Assigned task: The expected output is an exact restatement of all the records.

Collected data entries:

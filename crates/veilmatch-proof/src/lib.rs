//! # veilmatch-proof
//!
//! **Proof Boundary**: attests that a finalized result was correctly
//! computed from its order set, exposing only public inputs
//! (task, pool, epoch, result hash) to verifiers.
//!
//! - [`ProvingBackend`]: the pluggable prover interface
//! - [`AttestationBackend`]: signed witness-digest reference backend
//! - [`ProofBoundary`]: per-attempt timeout, exponential backoff, cancellation
//! - [`ProofWorker`]: runs the boundary on its own tokio task

pub mod attestation;
pub mod backend;
pub mod boundary;
pub mod worker;

pub use attestation::{ATTESTATION_SCHEME, AttestationBackend, AttestationVerifier};
pub use backend::ProvingBackend;
pub use boundary::ProofBoundary;
pub use worker::{ProofHandle, ProofWorker};
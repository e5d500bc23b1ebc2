//! Vote transport port.

use async_trait::async_trait;
use veilmatch_types::{OperatorId, OperatorVote, Result};

/// Carries signed votes between committee members.
///
/// Delivery is best effort: the coordinator's deadline bounds how long a
/// task waits for votes that never arrive.
#[async_trait]
pub trait VoteTransport: Send + Sync {
    /// Send `vote` to every member of `committee` except its author.
    async fn broadcast(&self, committee: &[OperatorId], vote: &OperatorVote) -> Result<()>;
}
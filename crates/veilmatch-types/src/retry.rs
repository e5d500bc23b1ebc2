//! Retry strategy shared by proving and settlement submission.

use std::time::Duration;

use crate::{ProofConfig, SettlementConfig};

/// How long to wait between attempts.
#[derive(Debug, Clone, Copy, PartialEq, Eq)]
pub enum RetryStrategy {
    /// Retry immediately.
    None,
    /// Same delay before every retry.
    Fixed { delay: Duration },
    /// `initial * 2^(attempt - 1)`, capped at `max`.
    Exponential { initial: Duration, max: Duration },
}

impl RetryStrategy {
    /// Delay to wait after failed attempt number `attempt` (1-based).
    #[must_use]
    pub fn delay_for_attempt(&self, attempt: u32) -> Duration {
        match self {
            Self::None => Duration::ZERO,
            Self::Fixed { delay } => *delay,
            Self::Exponential { initial, max } => {
                let shift = attempt.saturating_sub(1).min(31);
                initial.saturating_mul(1u32 << shift).min(*max)
            }
        }
    }
}

impl From<&ProofConfig> for RetryStrategy {
    fn from(cfg: &ProofConfig) -> Self {
        Self::Exponential {
            initial: Duration::from_millis(cfg.backoff_ms),
            max: Duration::from_millis(cfg.max_backoff_ms),
        }
    }
}

impl From<&SettlementConfig> for RetryStrategy {
    fn from(cfg: &SettlementConfig) -> Self {
        Self::Exponential {
            initial: Duration::from_millis(cfg.backoff_ms),
            max: Duration::from_millis(cfg.max_backoff_ms),
        }
    }
}
//! Pure deterministic batch matcher.
//!
//! ```text
//! match_order_set(TaskId, &[RevealedOrder], &PoolConfig) -> MatchResult
//! ```
//!
//! ## Algorithm
//!
//! 1. Build the canonical book: buys by descending limit then ascending
//!    commitment hash, sells by ascending limit then ascending hash
//! 2. Walk buys in priority order; each buy crosses sells in priority
//!    order while `buy.limit >= sell.limit`
//! 3. Every crossing clears at [`compute_clearing_price`]
//! 4. A partially filled order leaves a remainder with a derived id
//! 5. Hash the pairs and leftovers into `result_hash`
//!
//! ## Self-cross prevention
//!
//! When the pool forbids it, a buy skips sells from its own submitter and
//! continues with the next sell. The skipped sell stays available to
//! later buys.

use rust_decimal::Decimal;
use veilmatch_types::{
    MatchResult, MatchedPair, MatchingTask, PoolConfig, RevealedOrder, TaskId, constants,
};

use crate::{OrderBook, clearing::compute_clearing_price, determinism::compute_result_hash};

/// Match a task's frozen order set.
#[must_use]
pub fn match_task(task: &MatchingTask, pool: &PoolConfig) -> MatchResult {
    match_order_set(&task.task_id, task.orders(), pool)
}

/// Pure deterministic matching over an unordered set of orders.
///
/// ## Determinism Guarantee
///
/// The result depends only on the *set* of orders, the task id and the
/// pool parameters. Any permutation of `orders` yields the same result
/// and the same `result_hash` on every operator.
#[must_use]
pub fn match_order_set(task_id: &TaskId, orders: &[RevealedOrder], pool: &PoolConfig) -> MatchResult {
    let mut book = OrderBook::new(pool.pool_id.clone());
    for order in orders {
        if let Err(err) = book.insert_order(order.clone()) {
            // sealed order sets are deduplicated, so this only drops a repeat
            tracing::debug!(task = %task_id, error = %err, "Skipping order");
        }
    }

    if book.order_count() < constants::MIN_ORDERS_PER_TASK || !book.is_crossed() {
        let (bids, asks) = book.into_priority_queues();
        let unmatched: Vec<RevealedOrder> = bids.into_iter().chain(asks).collect();
        return finish(task_id, Vec::new(), unmatched);
    }

    let (bids, asks) = book.into_priority_queues();
    let mut bid_left: Vec<Decimal> = bids.iter().map(|o| o.amount).collect();
    let mut ask_left: Vec<Decimal> = asks.iter().map(|o| o.amount).collect();
    let mut pairs: Vec<MatchedPair> = Vec::new();

    for (bi, bid) in bids.iter().enumerate() {
        for (ai, ask) in asks.iter().enumerate() {
            if bid_left[bi] <= Decimal::ZERO {
                break;
            }
            if ask.limit_price > bid.limit_price {
                // asks are sorted ascending, nothing further crosses
                break;
            }
            if ask_left[ai] <= Decimal::ZERO {
                continue;
            }
            if !pool.allow_self_cross && ask.submitter == bid.submitter {
                continue;
            }

            let amount = bid_left[bi].min(ask_left[ai]);
            pairs.push(MatchedPair {
                buy_order: bid.id,
                sell_order: ask.id,
                amount,
                clearing_price: compute_clearing_price(bid.limit_price, ask.limit_price, pool.tick_size),
            });
            bid_left[bi] -= amount;
            ask_left[ai] -= amount;
        }
    }

    let mut unmatched = Vec::new();
    for (order, left) in bids.iter().zip(&bid_left).chain(asks.iter().zip(&ask_left)) {
        if *left <= Decimal::ZERO {
            continue;
        }
        if *left == order.amount {
            unmatched.push(order.clone());
        } else {
            unmatched.push(order.remainder(task_id, *left));
        }
    }

    finish(task_id, pairs, unmatched)
}

fn finish(task_id: &TaskId, pairs: Vec<MatchedPair>, unmatched: Vec<RevealedOrder>) -> MatchResult {
    let result_hash = compute_result_hash(task_id, &pairs, &unmatched);

    tracing::info!(
        task = %task_id,
        pairs = pairs.len(),
        unmatched = unmatched.len(),
        result_hash = hex::encode(result_hash),
        "Task matching complete"
    );

    MatchResult {
        task_id: *task_id,
        matched_pairs: pairs,
        unmatched_orders: unmatched,
        result_hash,
    }
}
//! Commitment feed port.

use async_trait::async_trait;
use veilmatch_types::{OrderCommitment, PoolId, Result};

/// Read side of the commitment store.
///
/// Each pool's commitments carry strictly increasing `sequence` numbers.
/// Intake remembers the last sequence it consumed per pool and asks for
/// everything after it.
#[async_trait]
pub trait CommitmentFeed: Send + Sync {
    /// Commitments in `pool` with `sequence > after`, ascending.
    async fn fetch_since(&self, pool: &PoolId, after: u64) -> Result<Vec<OrderCommitment>>;
}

Solution:
filename crates/veilmatch-proof/src/lib.rs
//! # veilmatch-proof
//!
//! **Proof Boundary**: attests that a finalized result was correctly
//! computed from its order set, exposing only public inputs
//! (task, pool, epoch, result hash) to verifiers.
//!
//! - [`ProvingBackend`]: the pluggable prover interface
//! - [`AttestationBackend`]: signed witness-digest reference backend
//! - [`ProofBoundary`]: per-attempt timeout, exponential backoff, cancellation
//! - [`ProofWorker`]: runs the boundary on its own tokio task

pub mod attestation;
pub mod backend;
pub mod boundary;
pub mod worker;

pub use attestation::{ATTESTATION_SCHEME, AttestationBackend, AttestationVerifier};
pub use backend::ProvingBackend;
pub use boundary::ProofBoundary;
pub use worker::{ProofHandle, ProofWorker};
repository e5d500bc23b1ebc2
//! Vote transport port.

use async_trait::async_trait;
use veilmatch_types::{OperatorId, OperatorVote, Result};

/// Carries signed votes between committee members.
///
/// Delivery is best effort: the coordinator's deadline bounds how long a
/// task waits for votes that never arrive.
#[async_trait]
pub trait VoteTransport: Send + Sync {
    /// Send `vote` to every member of `committee` except its author.
    async fn broadcast(&self, committee: &[OperatorId], vote: &OperatorVote) -> Result<()>;
}
filename crates/veilmatch-types/src/retry.rs
repository e5d500bc23b1ebc2
//! Retry strategy shared by proving and settlement submission.

use std::time::Duration;

use crate::{ProofConfig, SettlementConfig};

/// How long to wait between attempts.
#[derive(Debug, Clone, Copy, PartialEq, Eq)]
pub enum RetryStrategy {
    /// Retry immediately.
    None,
    /// Same delay before every retry.
    Fixed { delay: Duration },
    /// `initial * 2^(attempt - 1)`, capped at `max`.
    Exponential { initial: Duration, max: Duration },
}

impl RetryStrategy {
    /// Delay to wait after failed attempt number `attempt` (1-based).
    #[must_use]
    pub fn delay_for_attempt(&self, attempt: u32) -> Duration {
        match self {
            Self::None => Duration::ZERO,
            Self::Fixed { delay } => *delay,
            Self::Exponential { initial, max } => {
                let shift = attempt.saturating_sub(1).min(31);
                initial.saturating_mul(1u32 << shift).min(*max)
            }
        }
    }
}

impl From<&ProofConfig> for RetryStrategy {
    fn from(cfg: &ProofConfig) -> Self {
        Self::Exponential {
            initial: Duration::from_millis(cfg.backoff_ms),
            max: Duration::from_millis(cfg.max_backoff_ms),
        }
    }
}

impl From<&SettlementConfig> for RetryStrategy {
    fn from(cfg: &SettlementConfig) -> Self {
        Self::Exponential {
            initial: Duration::from_millis(cfg.backoff_ms),
            max: Duration::from_millis(cfg.max_backoff_ms),
        }
    }
}
//! Pure deterministic batch matcher.
//!
//! ```text
//! match_order_set(TaskId, &[RevealedOrder], &PoolConfig) -> MatchResult
//! ```
//!
//! ## Algorithm
//!
//! 1. Build the canonical book: buys by descending limit then ascending
//!    commitment hash, sells by ascending limit then ascending hash
//! 2. Walk buys in priority order; each buy crosses sells in priority
//!    order while `buy.limit >= sell.limit`
//! 3. Every crossing clears at [`compute_clearing_price`]
//! 4. A partially filled order leaves a remainder with a derived id
//! 5. Hash the pairs and leftovers into `result_hash`
//!
//! ## Self-cross prevention
//!
//! When the pool forbids it, a buy skips sells from its own submitter and
//! continues with the next sell. The skipped sell stays available to
//! later buys.

use rust_decimal::Decimal;
use veilmatch_types::{
    MatchResult, MatchedPair, MatchingTask, PoolConfig, RevealedOrder, TaskId, constants,
};

use crate::{OrderBook, clearing::compute_clearing_price, determinism::compute_result_hash};

/// Match a task's frozen order set.
#[must_use]
pub fn match_task(task: &MatchingTask, pool: &PoolConfig) -> MatchResult {
    match_order_set(&task.task_id, task.orders(), pool)
}

/// Pure deterministic matching over an unordered set of orders.
///
/// ## Determinism Guarantee
///
/// The result depends only on the *set* of orders, the task id and the
/// pool parameters. Any permutation of `orders` yields the same result
/// and the same `result_hash` on every operator.
#[must_use]
pub fn match_order_set(task_id: &TaskId, orders: &[RevealedOrder], pool: &PoolConfig) -> MatchResult {
    let mut book = OrderBook::new(pool.pool_id.clone());
    for order in orders {
        if let Err(err) = book.insert_order(order.clone()) {
            // sealed order sets are deduplicated, so this only drops a repeat
            tracing::debug!(task = %task_id, error = %err, "Skipping order");
        }
    }

    if book.order_count() < constants::MIN_ORDERS_PER_TASK || !book.is_crossed() {
        let (bids, asks) = book.into_priority_queues();
        let unmatched: Vec<RevealedOrder> = bids.into_iter().chain(asks).collect();
        return finish(task_id, Vec::new(), unmatched);
    }

    let (bids, asks) = book.into_priority_queues();
    let mut bid_left: Vec<Decimal> = bids.iter().map(|o| o.amount).collect();
    let mut ask_left: Vec<Decimal> = asks.iter().map(|o| o.amount).collect();
    let mut pairs: Vec<MatchedPair> = Vec::new();

    for (bi, bid) in bids.iter().enumerate() {
        for (ai, ask) in asks.iter().enumerate() {
            if bid_left[bi] <= Decimal::ZERO {
                break;
            }
            if ask.limit_price > bid.limit_price {
                // asks are sorted ascending, nothing further crosses
                break;
            }
            if ask_left[ai] <= Decimal::ZERO {
                continue;
            }
            if !pool.allow_self_cross && ask.submitter == bid.submitter {
                continue;
            }

            let amount = bid_left[bi].min(ask_left[ai]);
            pairs.push(MatchedPair {
                buy_order: bid.id,
                sell_order: ask.id,
                amount,
                clearing_price: compute_clearing_price(bid.limit_price, ask.limit_price, pool.tick_size),
            });
            bid_left[bi] -= amount;
            ask_left[ai] -= amount;
        }
    }

    let mut unmatched = Vec::new();
    for (order, left) in bids.iter().zip(&bid_left).chain(asks.iter().zip(&ask_left)) {
        if *left <= Decimal::ZERO {
            continue;
        }
        if *left == order.amount {
            unmatched.push(order.clone());
        } else {
            unmatched.push(order.remainder(task_id, *left));
        }
    }

    finish(task_id, pairs, unmatched)
}

fn finish(task_id: &TaskId, pairs: Vec<MatchedPair>, unmatched: Vec<RevealedOrder>) -> MatchResult {
    let result_hash = compute_result_hash(task_id, &pairs, &unmatched);

    tracing::info!(
        task = %task_id,
        pairs = pairs.len(),
        unmatched = unmatched.len(),
        result_hash = hex::encode(result_hash),
        "Task matching complete"
    );

    MatchResult {
        task_id: *task_id,
        matched_pairs: pairs,
        unmatched_orders: unmatched,
        result_hash,
    }
}
//! Commitment feed port.

use async_trait::async_trait;
use veilmatch_types::{OrderCommitment, PoolId, Result};

/// Read side of the commitment store.
///
/// Each pool's commitments carry strictly increasing `sequence` numbers.
/// Intake remembers the last sequence it consumed per pool and asks for
/// everything after it.
#[async_trait]
pub trait CommitmentFeed: Send + Sync {
    /// Commitments in `pool` with `sequence > after`, ascending.
    async fn fetch_since(&self, pool: &PoolId, after: u64) -> Result<Vec<OrderCommitment>>;
}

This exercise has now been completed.